Mais, à la différence de ces spiritualistes, Renouvier intègre – progressivement – sa lecture de Hegel à une vision d’ensemble de l’histoire et de la philosophie où la nationalité philosophique se subordonne à une typologie plus générale et systématique. Aussi peut-on interpréter la méditation antigermanique de la décennie 1871-1881 comme le détour contingent qui l’a conduit à repenser toute l’histoire de la philosophie sous la figure d’une opposition récurrente entre deux grandes familles spéculatives, la « doctrine de la Chose » et la « doctrine de la Conscience ». L’apport des articles de cette décennie consiste en effet à identifier l’« évolutionnisme » métaphysique des Allemands à un monisme où fusionnent potentiellement le substantialisme, l’infinitisme, le déterminisme, le panthéisme, le matérialisme et le transformisme.

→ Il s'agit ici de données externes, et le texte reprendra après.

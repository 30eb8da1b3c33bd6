//! Handles on spawned worker and service processes.

use std::ffi::OsStr;
use std::io;
use std::path::Path;
use std::process::{ExitStatus, Stdio};
use std::sync::{Arc, Mutex, MutexGuard, PoisonError};
use std::time::Duration;

use tokio::process::{Child, Command};
use tracing::{debug, info};

/// How often [`ProcessHandle::wait`] re-checks the child.
const WAIT_POLL_INTERVAL: Duration = Duration::from_millis(50);

/// Spawn `program` with `args`, inheriting stdout/stderr.
///
/// The child is not killed when the handle is dropped; whoever holds the
/// handle owns the child's lifetime.
pub fn open_ipc_subprocess<I, S>(program: &Path, args: I) -> io::Result<ProcessHandle>
where
    I: IntoIterator<Item = S>,
    S: AsRef<OsStr>,
{
    let mut cmd = Command::new(program);
    cmd.args(args).stdin(Stdio::null()).kill_on_drop(false);

    debug!("Spawning process: {:?}", cmd);
    let child = cmd.spawn()?;
    let handle = ProcessHandle::new(child);

    info!(program = %program.display(), pid = ?handle.pid(), "Process spawned");
    Ok(handle)
}

/// Shell-style exit code: the status code, or `128 + signal` for a child
/// killed by a signal.
pub fn exit_code(status: &ExitStatus) -> i32 {
    if let Some(code) = status.code() {
        return code;
    }

    #[cfg(unix)]
    {
        use std::os::unix::process::ExitStatusExt;
        if let Some(signal) = status.signal() {
            return 128 + signal;
        }
    }

    -1
}

/// Shared handle on a child process.
///
/// Clones refer to the same child. [`terminate`](Self::terminate) and
/// [`kill`](Self::kill) can be called any number of times and do nothing
/// once the child has exited.
#[derive(Debug, Clone)]
pub struct ProcessHandle {
    pid: Option<u32>,
    child: Arc<Mutex<Child>>,
}

impl ProcessHandle {
    pub fn new(child: Child) -> Self {
        Self {
            pid: child.id(),
            child: Arc::new(Mutex::new(child)),
        }
    }

    /// OS process id, if the child was running when spawned.
    pub fn pid(&self) -> Option<u32> {
        self.pid
    }

    fn lock(&self) -> MutexGuard<'_, Child> {
        self.child.lock().unwrap_or_else(PoisonError::into_inner)
    }

    /// Exit status if the child has exited, without blocking.
    pub fn try_status(&self) -> io::Result<Option<ExitStatus>> {
        self.lock().try_wait()
    }

    /// True while the child is still running.
    pub fn is_alive(&self) -> bool {
        matches!(self.try_status(), Ok(None))
    }

    /// Ask the child to shut down (SIGTERM on unix).
    pub fn terminate(&self) -> io::Result<()> {
        let mut child = self.lock();
        if child.try_wait()?.is_some() {
            return Ok(());
        }

        #[cfg(unix)]
        {
            match self.pid {
                Some(pid) => send_sigterm(pid),
                None => Ok(()),
            }
        }

        #[cfg(not(unix))]
        {
            child.start_kill()
        }
    }

    /// Force the child to exit (SIGKILL on unix).
    pub fn kill(&self) -> io::Result<()> {
        let mut child = self.lock();
        if child.try_wait()?.is_some() {
            return Ok(());
        }
        child.start_kill()
    }

    /// Wait for the child to exit.
    ///
    /// Polls instead of holding the lock, so other clones keep working
    /// while one task waits.
    pub async fn wait(&self) -> io::Result<ExitStatus> {
        loop {
            if let Some(status) = self.try_status()? {
                return Ok(status);
            }
            tokio::time::sleep(WAIT_POLL_INTERVAL).await;
        }
    }

    /// Wait up to `timeout`; `None` if the child is still running.
    pub async fn wait_timeout(&self, timeout: Duration) -> io::Result<Option<ExitStatus>> {
        match tokio::time::timeout(timeout, self.wait()).await {
            Ok(status) => status.map(Some),
            Err(_) => Ok(None),
        }
    }
}

#[cfg(unix)]
fn send_sigterm(pid: u32) -> io::Result<()> {
    use nix::errno::Errno;
    use nix::sys::signal::{kill, Signal};
    use nix::unistd::Pid;

    let pid = i32::try_from(pid).map_err(|_| io::Error::from(io::ErrorKind::InvalidInput))?;
    // The child is unreaped (checked under the lock by the caller), so the
    // pid cannot have been recycled.
    match kill(Pid::from_raw(pid), Signal::SIGTERM) {
        Ok(()) | Err(Errno::ESRCH) => Ok(()),
        Err(errno) => Err(errno.into()),
    }
}

#[cfg(all(test, unix))]
mod tests {
    use super::*;
    use nix::sys::signal::Signal;

    fn sh(script: &str) -> ProcessHandle {
        open_ipc_subprocess(Path::new("sh"), ["-c", script]).unwrap()
    }

    #[tokio::test]
    async fn test_exit_code_is_reported() {
        let handle = sh("exit 3");
        let status = handle.wait().await.unwrap();
        assert_eq!(exit_code(&status), 3);
        assert!(!handle.is_alive());
    }

    #[tokio::test]
    async fn test_terminate_is_idempotent() {
        let handle = sh("exec sleep 30");
        assert!(handle.is_alive());

        handle.terminate().unwrap();
        handle.terminate().unwrap();
        let status = handle
            .wait_timeout(Duration::from_secs(5))
            .await
            .unwrap()
            .expect("sleep should exit on SIGTERM");
        assert_eq!(exit_code(&status), 128 + Signal::SIGTERM as i32);

        // Already exited: both are no-ops.
        handle.terminate().unwrap();
        handle.kill().unwrap();
    }

    #[tokio::test]
    async fn test_kill_after_ignored_terminate() {
        let handle = sh("trap '' TERM; exec sleep 30");
        // Let the shell install the trap before signalling it.
        tokio::time::sleep(Duration::from_millis(300)).await;
        handle.terminate().unwrap();
        assert!(handle
            .wait_timeout(Duration::from_millis(300))
            .await
            .unwrap()
            .is_none());

        handle.kill().unwrap();
        handle.kill().unwrap();
        let status = handle.wait().await.unwrap();
        assert_eq!(exit_code(&status), 128 + Signal::SIGKILL as i32);
    }

    #[tokio::test]
    async fn test_clones_share_the_child() {
        let handle = sh("exec sleep 30");
        let clone = handle.clone();
        assert_eq!(clone.pid(), handle.pid());

        clone.kill().unwrap();
        handle.wait().await.unwrap();
        assert!(!clone.is_alive());
    }
}
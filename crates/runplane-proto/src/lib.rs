//! Generated gRPC code and converters for the runplane worker service.
//!
//! This crate contains:
//! - Generated protobuf message types
//! - Generated gRPC service stubs (client and server)
//! - Converters between proto messages and domain types

pub mod convert;

/// Generated protobuf types and services.
pub mod pb {
    // The path matches the proto package: runplane.v1
    include!("gen/runplane.v1.rs");
}

// Re-export commonly used types
pub use pb::worker_service_client::WorkerServiceClient;
pub use pb::worker_service_server::{WorkerService, WorkerServiceServer};
//! File-backed run documents and per-run event logs.
//!
//! Layout under the storage directory:
//!
//! ```text
//! runs/<run_id>.json     current Run document
//! events/<run_id>.jsonl  append-only EventLogEntry lines
//! ```

use std::path::{Path, PathBuf};

use runplane_core::{EngineEvent, EventId, Run, RunId};
use serde::{Deserialize, Serialize};
use tokio::io::AsyncWriteExt;

use crate::error::InstanceError;

/// One persisted entry in a run's event log.
#[derive(Debug, Clone, PartialEq, Serialize, Deserialize)]
pub struct EventLogEntry {
    pub id: EventId,
    pub run_id: RunId,
    /// Unix timestamp (milliseconds) when the entry was written.
    pub timestamp_ms: i64,
    pub kind: EventLogKind,
}

impl EventLogEntry {
    pub fn new(run_id: RunId, kind: EventLogKind) -> Self {
        Self {
            id: EventId::generate(),
            run_id,
            timestamp_ms: chrono::Utc::now().timestamp_millis(),
            kind,
        }
    }
}

/// What an event log entry records.
#[derive(Debug, Clone, PartialEq, Serialize, Deserialize)]
#[serde(tag = "type", rename_all = "snake_case")]
pub enum EventLogKind {
    /// Lifecycle or diagnostic record.
    Engine(EngineEvent),
    /// The run moved to FAILURE.
    RunFailure { message: String },
}

#[derive(Debug, Clone)]
pub(crate) struct RunStorage {
    root: PathBuf,
}

impl RunStorage {
    /// Open (creating if needed) the storage directory.
    pub(crate) async fn open(root: PathBuf) -> Result<Self, InstanceError> {
        tokio::fs::create_dir_all(root.join("runs")).await?;
        tokio::fs::create_dir_all(root.join("events")).await?;
        Ok(Self { root })
    }

    pub(crate) fn root(&self) -> &Path {
        &self.root
    }

    fn run_path(&self, run_id: &RunId) -> Result<PathBuf, InstanceError> {
        let id = checked_file_stem(run_id)?;
        Ok(self.root.join("runs").join(format!("{}.json", id)))
    }

    fn log_path(&self, run_id: &RunId) -> Result<PathBuf, InstanceError> {
        let id = checked_file_stem(run_id)?;
        Ok(self.root.join("events").join(format!("{}.jsonl", id)))
    }

    pub(crate) async fn write_run(&self, run: &Run) -> Result<(), InstanceError> {
        let path = self.run_path(&run.id)?;
        let tmp = path.with_extension("json.tmp");
        tokio::fs::write(&tmp, serde_json::to_vec_pretty(run)?).await?;
        tokio::fs::rename(&tmp, &path).await?;
        Ok(())
    }

    pub(crate) async fn read_run(&self, run_id: &RunId) -> Result<Option<Run>, InstanceError> {
        match tokio::fs::read(self.run_path(run_id)?).await {
            Ok(bytes) => Ok(Some(serde_json::from_slice(&bytes)?)),
            Err(e) if e.kind() == std::io::ErrorKind::NotFound => Ok(None),
            Err(e) => Err(e.into()),
        }
    }

    pub(crate) async fn append(&self, entry: &EventLogEntry) -> Result<(), InstanceError> {
        let mut line = serde_json::to_vec(entry)?;
        line.push(b'\n');

        let mut file = tokio::fs::OpenOptions::new()
            .create(true)
            .append(true)
            .open(self.log_path(&entry.run_id)?)
            .await?;
        file.write_all(&line).await?;
        file.flush().await?;
        Ok(())
    }

    pub(crate) async fn read_log(
        &self,
        run_id: &RunId,
    ) -> Result<Vec<EventLogEntry>, InstanceError> {
        let raw = match tokio::fs::read_to_string(self.log_path(run_id)?).await {
            Ok(raw) => raw,
            Err(e) if e.kind() == std::io::ErrorKind::NotFound => return Ok(Vec::new()),
            Err(e) => return Err(e.into()),
        };

        raw.lines()
            .filter(|line| !line.trim().is_empty())
            .map(|line| serde_json::from_str(line).map_err(InstanceError::from))
            .collect()
    }
}

/// Run ids become file names, so they must stay inside their directory.
fn checked_file_stem(run_id: &RunId) -> Result<&str, InstanceError> {
    let id = run_id.as_str();
    if id.is_empty() || id.contains(['/', '\\', '\0']) || id.contains("..") {
        return Err(InstanceError::InvalidRunId(run_id.clone()));
    }
    Ok(id)
}
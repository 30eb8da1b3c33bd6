//! Where and how a run gets executed.

use std::fmt;
use std::path::PathBuf;

use serde::{Deserialize, Serialize};

/// Descriptor of where to execute a run.
#[derive(Debug, Clone, PartialEq, Eq, Serialize, Deserialize)]
#[serde(tag = "kind", rename_all = "snake_case")]
pub enum Origin {
    /// Spawn a fresh OS process from this executable.
    LocalExecutable { path: PathBuf },

    /// Ask a persistent worker service to execute the run.
    WorkerServiceAddress { host: String, port: u16 },
}

impl Origin {
    /// Short name of the variant, used in error messages.
    pub fn kind(&self) -> &'static str {
        match self {
            Self::LocalExecutable { .. } => "local_executable",
            Self::WorkerServiceAddress { .. } => "worker_service_address",
        }
    }
}

impl fmt::Display for Origin {
    fn fmt(&self, f: &mut fmt::Formatter<'_>) -> fmt::Result {
        match self {
            Self::LocalExecutable { path } => write!(f, "{}", path.display()),
            Self::WorkerServiceAddress { host, port } => write!(f, "{}:{}", host, port),
        }
    }
}
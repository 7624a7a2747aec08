//! Shared fixtures for the integration tests.
#![allow(dead_code)]

use edgequake_invoice::{InvoiceError, ModelClient, ModelReply, ModelRequest};
use futures::future::BoxFuture;
use lopdf::{content::Content, content::Operation, dictionary, Dictionary, Document, Object, Stream};
use std::sync::{Arc, Mutex};

/// Model client that answers every request with the same text and records
/// what it was asked.
pub struct CannedModel {
    name: String,
    reply: String,
    pub requests: Mutex<Vec<ModelRequest>>,
}

impl CannedModel {
    pub fn new(name: &str, reply: &str) -> Arc<Self> {
        Arc::new(Self {
            name: name.to_string(),
            reply: reply.to_string(),
            requests: Mutex::new(Vec::new()),
        })
    }

    pub fn calls(&self) -> usize {
        self.requests.lock().unwrap().len()
    }
}

impl ModelClient for CannedModel {
    fn model(&self) -> &str {
        &self.name
    }

    fn invoke<'a>(
        &'a self,
        request: &'a ModelRequest,
    ) -> BoxFuture<'a, Result<ModelReply, InvoiceError>> {
        self.requests.lock().unwrap().push(request.clone());
        let content = self.reply.clone();
        Box::pin(async move {
            Ok(ModelReply {
                content,
                input_tokens: 100,
                output_tokens: 50,
            })
        })
    }
}

pub const DYNPRO_EXTRACTION: &str = r#"{
  "Invoice": {
    "InvoiceData": {"InvoiceNumber": "112233", "InvoiceDate": "02/15/2024"},
    "Product": [
      {"ProductDescription": "DYNPRO HTRH12 265/70R17", "Quantity": "4"}
    ],
    "CustomerInformation": {"FirstName": "Jane", "LastName": "Doe", "Address": "1 Main St"},
    "StoreInformation": {"StoreName": "Tire Town", "Address": "9 Oak Ave"}
  }
}"#;

pub const ALL_TRUE_VERDICT: &str =
    r#"{"Product description": "True", "purchase_date": "True", "quantity": "True"}"#;

pub const DYNPRO_RULES: &str = "Eligible products:\n- DYNPRO HTRH12\n\nPromotion dates: 01/01/2024 - 03/31/2024\nQuantity: 4 tires\n";

/// A small photographed-receipt lookalike encoded as JPEG.
pub fn receipt_jpeg() -> Vec<u8> {
    let img = image::RgbImage::from_fn(120, 80, |x, y| {
        if y % 10 < 2 && x > 10 && x < 110 {
            image::Rgb([20, 20, 20])
        } else {
            image::Rgb([235, 230, 220])
        }
    });
    let mut buf = std::io::Cursor::new(Vec::new());
    image::DynamicImage::ImageRgb8(img)
        .write_to(&mut buf, image::ImageFormat::Jpeg)
        .unwrap();
    buf.into_inner()
}

/// A US-letter PDF with one line of Helvetica text per page.
pub fn text_pdf(num_pages: u32) -> Vec<u8> {
    build_pdf(&vec![PdfPage::Text; num_pages as usize])
}

/// Text page, full-page grey image with no text layer, then another text page.
pub fn mixed_pdf() -> Vec<u8> {
    build_pdf(&[PdfPage::Text, PdfPage::Image, PdfPage::Text])
}

#[derive(Clone, Copy)]
enum PdfPage {
    Text,
    Image,
}

fn build_pdf(pages: &[PdfPage]) -> Vec<u8> {
    let mut doc = Document::with_version("1.7");
    let pages_id = doc.new_object_id();
    let font_id = doc.add_object(dictionary! {
        "Type" => "Font",
        "Subtype" => "Type1",
        "BaseFont" => "Helvetica",
    });
    let (width, height) = (64u32, 64u32);
    let pixels: Vec<u8> = (0..width * height).map(|i| (i % 251) as u8).collect();
    let image_id = doc.add_object(Stream::new(
        dictionary! {
            "Type" => "XObject",
            "Subtype" => "Image",
            "Width" => width as i64,
            "Height" => height as i64,
            "ColorSpace" => "DeviceGray",
            "BitsPerComponent" => 8,
        },
        pixels,
    ));
    let text_resources = doc.add_object(dictionary! {
        "Font" => dictionary! { "F1" => font_id },
    });
    let image_resources = doc.add_object(dictionary! {
        "XObject" => dictionary! { "Im1" => image_id },
    });

    let mut page_ids = Vec::new();
    for (i, page) in pages.iter().enumerate() {
        let (operations, resources_id) = match page {
            PdfPage::Text => (
                vec![
                    Operation::new("BT", vec![]),
                    Operation::new("Tf", vec!["F1".into(), 12.into()]),
                    Operation::new("Td", vec![100.into(), 700.into()]),
                    Operation::new(
                        "Tj",
                        vec![Object::string_literal(format!("Invoice page {}", i + 1))],
                    ),
                    Operation::new("ET", vec![]),
                ],
                text_resources,
            ),
            PdfPage::Image => (
                vec![
                    Operation::new("q", vec![]),
                    Operation::new(
                        "cm",
                        vec![612.into(), 0.into(), 0.into(), 792.into(), 0.into(), 0.into()],
                    ),
                    Operation::new("Do", vec!["Im1".into()]),
                    Operation::new("Q", vec![]),
                ],
                image_resources,
            ),
        };
        let content = Content { operations };
        let content_id = doc.add_object(Stream::new(Dictionary::new(), content.encode().unwrap()));
        let page_id = doc.add_object(dictionary! {
            "Type" => "Page",
            "Parent" => pages_id,
            "MediaBox" => vec![0.into(), 0.into(), 612.into(), 792.into()],
            "Contents" => content_id,
            "Resources" => resources_id,
        });
        page_ids.push(page_id);
    }

    doc.objects.insert(
        pages_id,
        Object::Dictionary(dictionary! {
            "Type" => "Pages",
            "Count" => pages.len() as i64,
            "Kids" => page_ids.iter().map(|id| Object::Reference(*id)).collect::<Vec<_>>(),
        }),
    );
    let catalog_id = doc.add_object(dictionary! {
        "Type" => "Catalog",
        "Pages" => pages_id,
    });
    doc.trailer.set("Root", catalog_id);

    let mut out = Vec::new();
    doc.save_to(&mut out).unwrap();
    out
}

/// Whether the pdfium shared library can be bound. Prints a SKIP line when
/// it cannot, so PDF tests can return early.
pub fn pdfium_available() -> bool {
    match edgequake_invoice::pipeline::render::bind_pdfium(None) {
        Ok(_) => true,
        Err(e) => {
            eprintln!("SKIP: pdfium not available ({e})");
            false
        }
    }
}
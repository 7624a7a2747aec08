//! Extraction cycle: one document in, one [`ExtractedRecord`] out.
//!
//! The document's page images and the fixed extraction prompt travel to the
//! vision model in a single multimodal message. The model is called exactly
//! once; its text is handed to [`extract_json_object`] unchanged.

use crate::config::ExtractorConfig;
use crate::document::{extract_page_images, Document};
use crate::error::InvoiceError;
use crate::pipeline::input;
use crate::pipeline::json::extract_json_object;
use crate::pipeline::llm::{InvoiceModels, ModelRequest};
use crate::prompts::extraction_prompt;
use crate::schema::ExtractedRecord;
use serde_json::Value;
use std::time::Instant;
use tracing::{debug, error, info};

/// Extract structured invoice data from exactly one local path or URL.
///
/// # Errors
/// - [`InvoiceError::InvalidArguments`] unless exactly one path is given
/// - [`InvoiceError::FileNotFound`] for a missing local path
/// - anything [`extract_from_document`] returns
pub async fn extract_invoice<S: AsRef<str>>(
    paths: &[S],
    models: &InvoiceModels,
    config: &ExtractorConfig,
) -> Result<ExtractedRecord, InvoiceError> {
    let [path] = paths else {
        error!("Expected exactly one document path, got {}", paths.len());
        return Err(InvoiceError::InvalidArguments { count: paths.len() });
    };

    let document = input::resolve_input(path.as_ref(), config.download_timeout_secs).await?;
    extract_from_document(document, models, config).await
}

/// Extract structured invoice data from a document already in memory.
pub async fn extract_from_document(
    document: Document,
    models: &InvoiceModels,
    config: &ExtractorConfig,
) -> Result<ExtractedRecord, InvoiceError> {
    let start = Instant::now();
    let origin = document.origin().to_string();
    info!("Starting extraction: {}", origin);

    let images = extract_page_images(document, config).await?;
    if images.is_empty() {
        error!("No images extracted from '{}'", origin);
        return Err(InvoiceError::NoImages { origin });
    }

    let request = ModelRequest::text(extraction_prompt())
        .with_images(images)
        .json_response(config.structured_output);

    let reply = models.extractor.invoke(&request).await?;
    debug!("Raw extraction response: {}", reply.content);

    let object = extract_json_object(&reply.content).inspect_err(|e| {
        error!("Could not parse extraction response: {}", e);
    })?;

    info!(
        "Extraction complete: {} in {:?} ({} in / {} out tokens)",
        origin,
        start.elapsed(),
        reply.input_tokens,
        reply.output_tokens
    );
    Ok(ExtractedRecord(Value::Object(object)))
}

Dans ces articles s’ébauche donc l’évolution qui amène Renouvier, dans l’Esquisse d’une classification systématique des doctrines philosophiques (1885-1886), à présenter cette famille de systèmes sous l’étiquette « doctrine de la Chose », la « Chose » désignant un sujet global et anonyme, hostile à l’individuation, une totalité substantielle dont les consciences seraient les phénomènes et dont les parties seraient des unités interchangeables. Renouvier classe dans cette rubrique les cosmogonies grecques, le brahmanisme, les doctrines de J. Scot Erigène, Bruno, Spinoza, Lamarck, Spencer, mais aussi celles de Hegel, Schopenhauer, E. von Hartmann, Haeckel. Ressaisie dans un jeu dualiste qui englobe les doctrines les plus diverses, la philosophie allemande n’est plus désignée comme telle, mais l’hégélianisme demeure la figure emblématique d’une attitude qui « aboutit à la suppression des individus comme réels ». Mieux : « nulle doctrine de la Chose ne peut davantage, en fait de négation du principe de personnalité 78. »
Les années 1890
Dans les années 1890, Renouvier poursuit dans cette voie la critique du monisme allemand. Examinant au tome IV de la Philosophie analytique de l’histoire, les théories de ses contemporains, il combat à nouveau « les idées objectives de substance éternelle et d’éternelle sortie du contenu de cet universel contenant » qui caractérisent « l’absolutisme allemand ». Les Allemands ont détourné l’apriorisme formel de Descartes et de Kant (ces deux philosophes étant d’après lui d’accord sur la relation de causalité), vers une « métaphysique réaliste » qui se traduit chez Hegel par un « émanatisme » semblable à celui des gnostiques et des néoplatoniciens. Si Jacobi échappe à cette critique, il faut préciser que Renouvier s’empresse d’attribuer sa clairvoyance à l’influence de Rousseau 79. La nationalité philosophique est maintenue, mais subordonnée, là encore, à une division plus générale, par laquelle Renouvier oppose l’« émanatisme » à sa propre doctrine, qu’il rebaptise, dans la dernière phase de son œuvre, « personnalisme ».
Conclusion
A la fin de sa vie, en 1902, Renouvier répond à l’« Enquête sur l’influence allemande », lancée par Jacques Morland dans le Mercure de France 80. Jetant un regard rétrospectif sur le XIXe siècle, il accuse les élites françaises d’avoir rompu avec l’esprit de la Révolution, et de s’être laissé entraîner par « les élucubrations métaphysiques des Allemands » dans la voie du déterminisme et du fatalisme. « L’esprit allemand a faussé l’esprit français. Il a ramené ou confirmé chez nous l’esprit traditionnalïste, que les Allemands appellent historique, qui est, depuis cent ans, l’esprit de réaction contre le rationalisme du XVIIIe siècle et de la Révolution. 81 » De plus, les Français n’ont su atteindre ni l’esprit critique ni la rigueur scientifique de la culture protestante, comme en témoigne l’obscurantisme d’un enseignement encore attaché à défendre « la fausse grandeur de notre passé catholique et monarchique ». Depuis 1871, la France n’a imité que les performances techniques et le modèle institutionnel de l’Allemagne, au lieu de « rentrer en possession de son génie » et de cultiver « la lutte du droit rationnel et des vérités de raison contre le prétendu droit historique et les croyances absurdes » 82.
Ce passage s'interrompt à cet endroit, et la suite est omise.